The point here is that the fault isn’t totally with OpenStack.  You can’t assign resources for a dozen activities in parallel, drawing from the same pool.  Thus, you have to divide the pool or nothing works.  You can make the pool bigger by having more efficient code, but in the end, you’re disposing of finite resources here, and you come to a point where you have to check status and commit one.  That’s a serial process.

This is a problem that’s been around in NFV for years, and many (including me, multiple times) have called it out.  I don’t think it’s a difficult problem to solve, but every problem you decline to face is insurmountable.  It’s not like the issues haven’t been recognized; the TMF SID (Shared Information and Data Model) has separated service and resource domains for literally several decades.  I don’t think they envisioned this particular application of their model, and I like other modern model approaches better, but SID would work.

No matter how you hammer vendors (or open-source groups, or both) to “fix” problems, the process will fail if you don’t identify the problem correctly.  Networks built up from virtual functions connected to each other in chains are going to generate a lot more provisioning than cloud applications generate.  If there was no way to scale OpenStack deployments properly without changing it, then I think Telefonica and others could make a case for demanding faster responses from the OpenStack community.  But there is a way, and a better way.
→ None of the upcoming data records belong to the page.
//! Lightning veins running along the tunnel wall.
//!
//! Time is cut into short slots. A slot either fires (random trigger or the
//! audio beat) or stays dark; a firing slot places one bolt at a pseudo-random
//! angle around the wall and lights everything near it.

use std::f32::consts::{PI, TAU};

use glam::{Vec3, Vec3Swizzles};

use crate::noise::{smoothstep, NoiseSource};
use crate::params::SceneParameters;
use crate::path::PathModel;

/// Trigger slots per second
pub const SLOTS_PER_SECOND: f32 = 8.0;

/// Beat level that fires a strike in audio-sync mode
const BEAT_TRIGGER_FLOOR: f32 = 0.1;

/// Envelopes below this are treated as dark
const MIN_FLASH: f32 = 0.001;

const GLOW_SOFTNESS: f32 = 0.1;
const CORE_SOFTNESS: f32 = 0.0001;
const CORE_STRENGTH: f32 = 0.002;

/// Lightning contribution at a point
#[derive(Debug, Clone, Copy, PartialEq, Default)]
pub struct Strike {
    /// Thin emissive channel
    pub core: f32,

    /// Broad illumination around the channel
    pub glow: f32,
}

/// A firing slot
#[derive(Debug, Clone, Copy, PartialEq)]
pub struct Flash {
    /// Slot index, seeds the strike placement
    pub slot: f32,

    /// Envelope in (0, 1]
    pub envelope: f32,
}

/// Classic sine-fract hash in [0, 1)
#[inline]
pub fn hash(n: f32) -> f32 {
    let x = n.sin() * 43_758.547;
    x - x.floor()
}

/// Lightning for one frame, given the beat snapshot for that frame
#[derive(Debug, Clone)]
pub struct LightningField<N> {
    noise: N,
    path: PathModel,
    enabled: bool,
    chance: f32,
    audio_sync: bool,
    tunnel_radius: f32,
    beat: f32,
}

impl<N: NoiseSource> LightningField<N> {
    pub fn new(params: &SceneParameters, noise: N, beat: f32) -> Self {
        Self {
            noise,
            path: PathModel::new(params),
            enabled: params.lightning_enabled,
            chance: params.lightning_chance,
            audio_sync: params.lightning_audio_sync,
            tunnel_radius: params.tunnel_radius,
            beat,
        }
    }

    /// Flash for the slot containing `time`, if that slot fires
    pub fn flash(&self, time: f32) -> Option<Flash> {
        if !self.enabled {
            return None;
        }

        let t = time * SLOTS_PER_SECOND;
        let slot = t.floor();
        let local = t - slot;

        let envelope = if self.audio_sync {
            if self.beat <= BEAT_TRIGGER_FLOOR {
                return None;
            }
            self.beat * self.beat
        } else {
            if hash(slot) >= self.chance {
                return None;
            }
            // Fast rise, slower fall, sharpened
            let pulse = smoothstep(0.0, 0.1, local) * smoothstep(1.0, 0.3, local);
            pulse.powi(3)
        };

        (envelope >= MIN_FLASH).then_some(Flash { slot, envelope })
    }

    /// Angle of the bolt around the tunnel axis at depth `z`
    pub fn vein_angle(&self, slot: f32, z: f32) -> f32 {
        let base = hash(slot + 13.0) * 6.28;
        // Coarse wiggle unique to the slot, plus a finer shared one
        let coarse = self.noise.evaluate(Vec3::new(0.0, 0.0, z * 0.15 + slot * 10.0)) * 2.0;
        let fine = self.noise.evaluate(Vec3::new(0.0, 0.0, z * 0.8)) * 0.5;
        base + coarse + fine
    }

    /// Core and glow at `p`, both zero when no slot is firing
    pub fn strike(&self, p: Vec3, time: f32) -> Strike {
        let Some(flash) = self.flash(time) else {
            return Strike::default();
        };

        let rel = (p - self.path.at(p.z)).xy();
        let r = rel.length();

        let mut diff = (rel.y.atan2(rel.x) - self.vein_angle(flash.slot, p.z)).rem_euclid(TAU);
        if diff > PI {
            diff = TAU - diff;
        }

        let wall = (r - self.tunnel_radius).abs();
        let d2 = (diff * r).powi(2) + wall * wall;

        Strike {
            core: CORE_STRENGTH / (d2 + CORE_SOFTNESS) * flash.envelope,
            glow: 1.0 / (d2 + GLOW_SOFTNESS) * flash.envelope,
        }
    }
}

#[cfg(test)]
mod tests {
    use super::*;
    use glam::Vec2;

    /// Noise that is zero everywhere, so veins do not wiggle
    struct Flat;

    impl NoiseSource for Flat {
        fn evaluate(&self, _coord: Vec3) -> f32 {
            0.0
        }
    }

    fn storm(chance: f32) -> SceneParameters {
        SceneParameters {
            lightning_enabled: true,
            lightning_chance: chance,
            ..Default::default()
        }
    }

    fn peak_time(slot: u32) -> f32 {
        (slot as f32 + 0.2) / SLOTS_PER_SECOND
    }

    #[test]
    fn test_disabled_is_dark_everywhere() {
        let params = SceneParameters {
            lightning_enabled: false,
            lightning_chance: 1.0,
            ..Default::default()
        };
        let field = LightningField::new(&params, Flat, 1.0);
        for i in 0..100 {
            let f = i as f32;
            let p = Vec3::new(f.sin() * 2.0, f.cos() * 2.0, f);
            assert_eq!(field.strike(p, f * 0.037), Strike::default());
        }
    }

    #[test]
    fn test_certain_chance_fires_every_slot_at_peak() {
        let field = LightningField::new(&storm(1.0), Flat, 0.0);
        for slot in 0..200 {
            let flash = field.flash(peak_time(slot)).expect("slot should fire");
            assert!((flash.envelope - 1.0).abs() < 1e-5);
            assert_eq!(flash.slot, slot as f32);

            let s = field.strike(Vec3::new(1.7, 2.5, 3.0), peak_time(slot));
            assert!(s.core > 0.0 && s.glow > 0.0);
        }
    }

    #[test]
    fn test_zero_chance_never_fires() {
        let field = LightningField::new(&storm(0.0), Flat, 0.0);
        assert!((0..200).all(|slot| field.flash(peak_time(slot)).is_none()));
    }

    #[test]
    fn test_envelope_is_dark_at_slot_edges() {
        let field = LightningField::new(&storm(1.0), Flat, 0.0);
        assert!(field.flash(0.0).is_none());
        assert!(field.flash(0.99 / SLOTS_PER_SECOND).is_none());
    }

    #[test]
    fn test_audio_sync_follows_beat() {
        let params = SceneParameters {
            lightning_audio_sync: true,
            lightning_chance: 0.0,
            ..storm(0.0)
        };

        let quiet = LightningField::new(&params, Flat, 0.05);
        assert!(quiet.flash(1.0).is_none());

        let loud = LightningField::new(&params, Flat, 0.6);
        // Chance is ignored and the envelope is the squared beat at any local time
        for time in [0.0, 0.51, 3.99] {
            let flash = loud.flash(time).expect("beat should fire");
            assert!((flash.envelope - 0.36).abs() < 1e-6);
        }
    }

    #[test]
    fn test_core_peaks_on_the_vein() {
        let params = storm(1.0);
        let field = LightningField::new(&params, Flat, 0.0);
        let time = peak_time(5);
        let z = 4.0;

        let angle = field.vein_angle(5.0, z);
        let on_wall = Vec2::from_angle(angle) * params.tunnel_radius;
        let on_vein = PathModel::new(&params).at(z) + on_wall.extend(0.0);

        let s = field.strike(on_vein, time);
        assert!((s.core - CORE_STRENGTH / CORE_SOFTNESS).abs() < 0.5);
        assert!((s.glow - 1.0 / GLOW_SOFTNESS).abs() < 0.05);

        let off_vein = on_vein - on_wall.extend(0.0) * 0.5;
        let off = field.strike(off_vein, time);
        assert!(off.core < s.core * 0.01);
        assert!(off.glow < s.glow);
    }

    #[test]
    fn test_hash_range() {
        for i in -500..500 {
            let h = hash(i as f32 * 0.73);
            assert!((0.0..1.0).contains(&h));
        }
    }
}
Telefonica has a lot of very smart people, including some who I really respect.  I think they’re just stuck in the momentum of an NFV vision that didn’t get off to a good start.  The irony to me is that there’s nothing in the E2E model that forecloses the kind of thing I’ve talked about here.  It’s just that a literal interpretation of the model encourages a rigid, limited, structure that pushes too much downward onto open tools (like OpenStack) that were never intended to solve global-scale NFV problems.  I’d encourage the ISG to promote the “loose construction” view of the specs, and operators to push for that.  Otherwise we have a long road ahead.